American theological writer (born 1958)

Robert A. J. Gagnon (born July 31, 1958) is an American theological writer, professor of New Testament Theology at Houston Baptist University (since 2018), former associate professor of the New Testament at the Pittsburgh Theological Seminary (1994–2017), and an elder in the Presbyterian Church (USA). He holds a BA from Dartmouth College, an Master of Theological Studies from Harvard Divinity School, and a PhD from the Princeton Theological Seminary.

Gagnon's primary fields are Pauline theology and sexuality. Gagnon has focused on the issue of The Bible and homosexuality. Shortly after the PCUSA declared it supports the ordination of women and affirms same-sex marriages and welcomes practicing LGBTQ people to serve in leadership positions as ministers, deacons, elders, and trustees, he resigned from the faculty of the PCUSA-affiliated Pittsburgh Theological Seminary. However, he "said the decision was mutual and that his departure had nothing to do with any 'moral turpitude.'"
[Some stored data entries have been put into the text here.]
//! Mock 实现模块
//!
//! 提供架构、定时器与上下文切换的 Mock 实现，用于测试

pub mod arch;
pub mod switch;
pub mod timer;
Gagnon has been described by theologian James V. Brownson as "the foremost traditionalist interpreter" on this topic, and has published several books and articles about the subject. Gagnon's work on homosexuality is derived from Old and New Testament texts dealing with sexuality. Gagnon's arguments are based on reproductive biology and gender complementarity, in which Gagnon presents and interprets modern scholarship on the ancient texts. Gagnon's use of arguments based on "natural law" were targeted by liberal theologians like Jack Bartlett Rogers, who alleged Gagnon employed a "nonbiblical standard" in which "all people who are homosexual have willfully chosen that behavior and therefore can successfully change their sexual identity,". Gagnon responded this was an "outrageous misrepresentation" of his views. In the coauthored book Homosexuality and the Bible, Gagnon presents a conservative side of the debate on homosexuality and the church, while Dan O. Via, professor emeritus of New Testament at Duke Divinity School, presents an opposing view.
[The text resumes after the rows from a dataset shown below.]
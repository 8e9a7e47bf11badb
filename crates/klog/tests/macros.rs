//! klog 公共 API 的集成测试（宏、全局注册、log 门面桥接）

use std::sync::{Mutex, MutexGuard, Once, OnceLock};

use klog::{LogContextProvider, LogLevel, LogOutput, pr_debug, pr_err, pr_info, pr_warn};

static INIT: Once = Once::new();

static OUTPUT_BUF: OnceLock<Mutex<String>> = OnceLock::new();

/// 全局缓冲区被所有测试共享，逐个执行
static SERIAL: Mutex<()> = Mutex::new(());

struct TestOutput;

impl LogOutput for TestOutput {
    fn write_str(&self, s: &str) {
        let buf = OUTPUT_BUF.get_or_init(|| Mutex::new(String::new()));
        buf.lock().unwrap().push_str(s);
    }
}

static TEST_OUTPUT: TestOutput = TestOutput;

struct TestContextProvider;

impl LogContextProvider for TestContextProvider {
    fn hart_id(&self) -> usize {
        0
    }

    fn pid(&self) -> u32 {
        3
    }

    fn timestamp(&self) -> usize {
        123456
    }
}

static TEST_PROVIDER: TestContextProvider = TestContextProvider;

fn setup() -> MutexGuard<'static, ()> {
    let guard = SERIAL.lock().unwrap_or_else(|e| e.into_inner());
    INIT.call_once(|| {
        unsafe {
            klog::register_log_output(&TEST_OUTPUT);
            klog::register_context_provider(&TEST_PROVIDER);
        }
        klog::init_log_bridge().unwrap();
    });
    while klog::read_log().is_some() {}
    take_output();
    guard
}

fn take_output() -> String {
    let buf = OUTPUT_BUF.get_or_init(|| Mutex::new(String::new()));
    let mut g = buf.lock().unwrap();
    std::mem::take(&mut *g)
}

#[test]
fn test_pr_info_buffered_only() {
    let _g = setup();

    pr_info!("hello {}", 1);

    assert_eq!(klog::log_len(), 1);
    let entry = klog::read_log().unwrap();
    assert_eq!(entry.level(), LogLevel::Info);
    assert_eq!(entry.message(), "hello 1");
    // 默认控制台阈值是 Warning
    assert_eq!(take_output(), "");
}

#[test]
fn test_pr_err_prints_to_console() {
    let _g = setup();

    pr_err!("boom: {}", "EIO");

    let out = take_output();
    assert!(out.contains("boom: EIO"));
    assert!(out.ends_with('\n'));
    let entry = klog::read_log().unwrap();
    assert_eq!(entry.level(), LogLevel::Error);
}

#[test]
fn test_drain_log_prints_buffered_entries() {
    let _g = setup();

    pr_info!("first");
    pr_info!("second");
    assert_eq!(take_output(), "");

    assert_eq!(klog::drain_log(&TEST_OUTPUT), 2);
    let out = take_output();
    let lines: Vec<&str> = out.lines().collect();
    assert_eq!(lines.len(), 2);
    assert!(lines[0].contains("first"));
    assert!(lines[1].contains("second"));
    assert_eq!(klog::log_len(), 0);
    assert_eq!(klog::drain_log(&TEST_OUTPUT), 0);
}

#[test]
fn test_context_provider_applied_to_entries() {
    let _g = setup();

    pr_warn!("ctx");

    let entry = klog::read_log().unwrap();
    assert_eq!(entry.hart_id(), 0);
    assert_eq!(entry.pid(), 3);
    assert_eq!(entry.timestamp(), 123456);
}

#[test]
fn test_pr_debug_filtered_by_default_level() {
    let _g = setup();

    pr_debug!("should not be logged");

    assert_eq!(klog::log_len(), 0);
    assert_eq!(take_output(), "");
}

#[test]
fn test_log_facade_reaches_buffer() {
    let _g = setup();

    log::warn!("via facade {}", 7);
    log::debug!("filtered");

    assert_eq!(klog::log_len(), 1);
    let entry = klog::read_log().unwrap();
    assert_eq!(entry.level(), LogLevel::Warning);
    assert_eq!(entry.message(), "via facade 7");
}

#[test]
fn test_write_hex() {
    let _g = setup();

    TEST_OUTPUT.write_hex(0x8000_0000_dead_beef);
    assert_eq!(take_output(), "0x80000000deadbeef");
}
In his paper Why the 'Weak' at Rome Cannot Be Non-Christian Jews, Gagnon disputes work by Mark D. Nanos, who argues that Paul the Apostle was a Torah-observant follower of Judaism.

One of the authors of The Encyclopedia of Christian Civilization, New Dictionary of Christian Apologetics, Dictionary for Theological Interpretation of the Bible, and Oxford Handbook of Evangelical Theology.

== Works ==

===Thesis===
- "Should we sin? The Romans debate and Romans 6:1-7:6" (1993)

===Books===
- "The Bible and Homosexual Practice: Texts and Hermeneutics" (2001)
- "Are There Universally Valid Sex Precepts?: a critique of Walter Wink's views on the Bible and homosexuality" (2002)
- "Homosexuality and the Bible: Two Views" (2003)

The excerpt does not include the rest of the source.